-------- Data records --------
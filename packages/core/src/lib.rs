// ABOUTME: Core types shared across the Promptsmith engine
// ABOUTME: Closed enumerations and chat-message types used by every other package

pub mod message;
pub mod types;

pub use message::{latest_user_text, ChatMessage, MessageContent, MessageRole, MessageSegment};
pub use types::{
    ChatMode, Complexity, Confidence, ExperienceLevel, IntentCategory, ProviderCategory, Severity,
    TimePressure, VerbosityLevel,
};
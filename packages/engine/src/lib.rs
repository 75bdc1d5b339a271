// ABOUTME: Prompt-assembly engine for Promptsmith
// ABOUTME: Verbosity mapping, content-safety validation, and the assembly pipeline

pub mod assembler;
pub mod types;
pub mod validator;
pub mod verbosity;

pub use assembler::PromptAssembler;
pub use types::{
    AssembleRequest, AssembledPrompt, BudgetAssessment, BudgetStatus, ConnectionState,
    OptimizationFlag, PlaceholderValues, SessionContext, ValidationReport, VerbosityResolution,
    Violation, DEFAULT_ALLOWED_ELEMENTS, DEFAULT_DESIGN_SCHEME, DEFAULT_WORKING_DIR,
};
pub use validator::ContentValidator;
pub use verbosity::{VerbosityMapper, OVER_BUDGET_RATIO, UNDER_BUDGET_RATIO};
--------
-------- Data records --------
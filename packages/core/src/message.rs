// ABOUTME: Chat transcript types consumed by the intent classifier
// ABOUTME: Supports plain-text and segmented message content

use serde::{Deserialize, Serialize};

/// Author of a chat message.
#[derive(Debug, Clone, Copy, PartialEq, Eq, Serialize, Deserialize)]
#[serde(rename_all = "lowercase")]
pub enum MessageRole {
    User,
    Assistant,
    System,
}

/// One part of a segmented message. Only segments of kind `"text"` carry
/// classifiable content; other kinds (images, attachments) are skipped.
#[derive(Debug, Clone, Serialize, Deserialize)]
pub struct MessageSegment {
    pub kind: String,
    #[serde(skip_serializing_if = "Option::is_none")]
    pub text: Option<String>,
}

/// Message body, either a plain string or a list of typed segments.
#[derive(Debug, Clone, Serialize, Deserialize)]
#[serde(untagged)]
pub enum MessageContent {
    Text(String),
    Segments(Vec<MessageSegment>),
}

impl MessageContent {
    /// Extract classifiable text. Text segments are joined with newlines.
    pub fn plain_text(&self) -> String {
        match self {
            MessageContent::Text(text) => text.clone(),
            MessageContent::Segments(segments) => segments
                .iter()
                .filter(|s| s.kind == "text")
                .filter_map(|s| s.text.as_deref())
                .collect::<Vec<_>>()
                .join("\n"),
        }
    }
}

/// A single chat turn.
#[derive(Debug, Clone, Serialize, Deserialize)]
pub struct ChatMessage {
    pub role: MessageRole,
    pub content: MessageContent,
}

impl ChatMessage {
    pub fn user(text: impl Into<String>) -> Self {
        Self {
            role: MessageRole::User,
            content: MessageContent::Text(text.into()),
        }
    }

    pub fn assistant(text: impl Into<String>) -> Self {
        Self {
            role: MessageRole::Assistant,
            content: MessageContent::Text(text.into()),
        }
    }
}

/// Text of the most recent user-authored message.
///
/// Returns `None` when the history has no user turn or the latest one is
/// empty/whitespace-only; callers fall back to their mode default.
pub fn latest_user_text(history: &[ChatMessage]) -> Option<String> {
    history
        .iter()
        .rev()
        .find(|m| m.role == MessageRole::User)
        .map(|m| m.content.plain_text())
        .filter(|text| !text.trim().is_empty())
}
--------
◆ Exercise requirements
Using the records above, gather all lines where the string "classifiable" is present.

◆ Your response
/// classifiable content; other kinds (images, attachments) are skipped.
    /// Extract classifiable text. Text segments are joined with newlines.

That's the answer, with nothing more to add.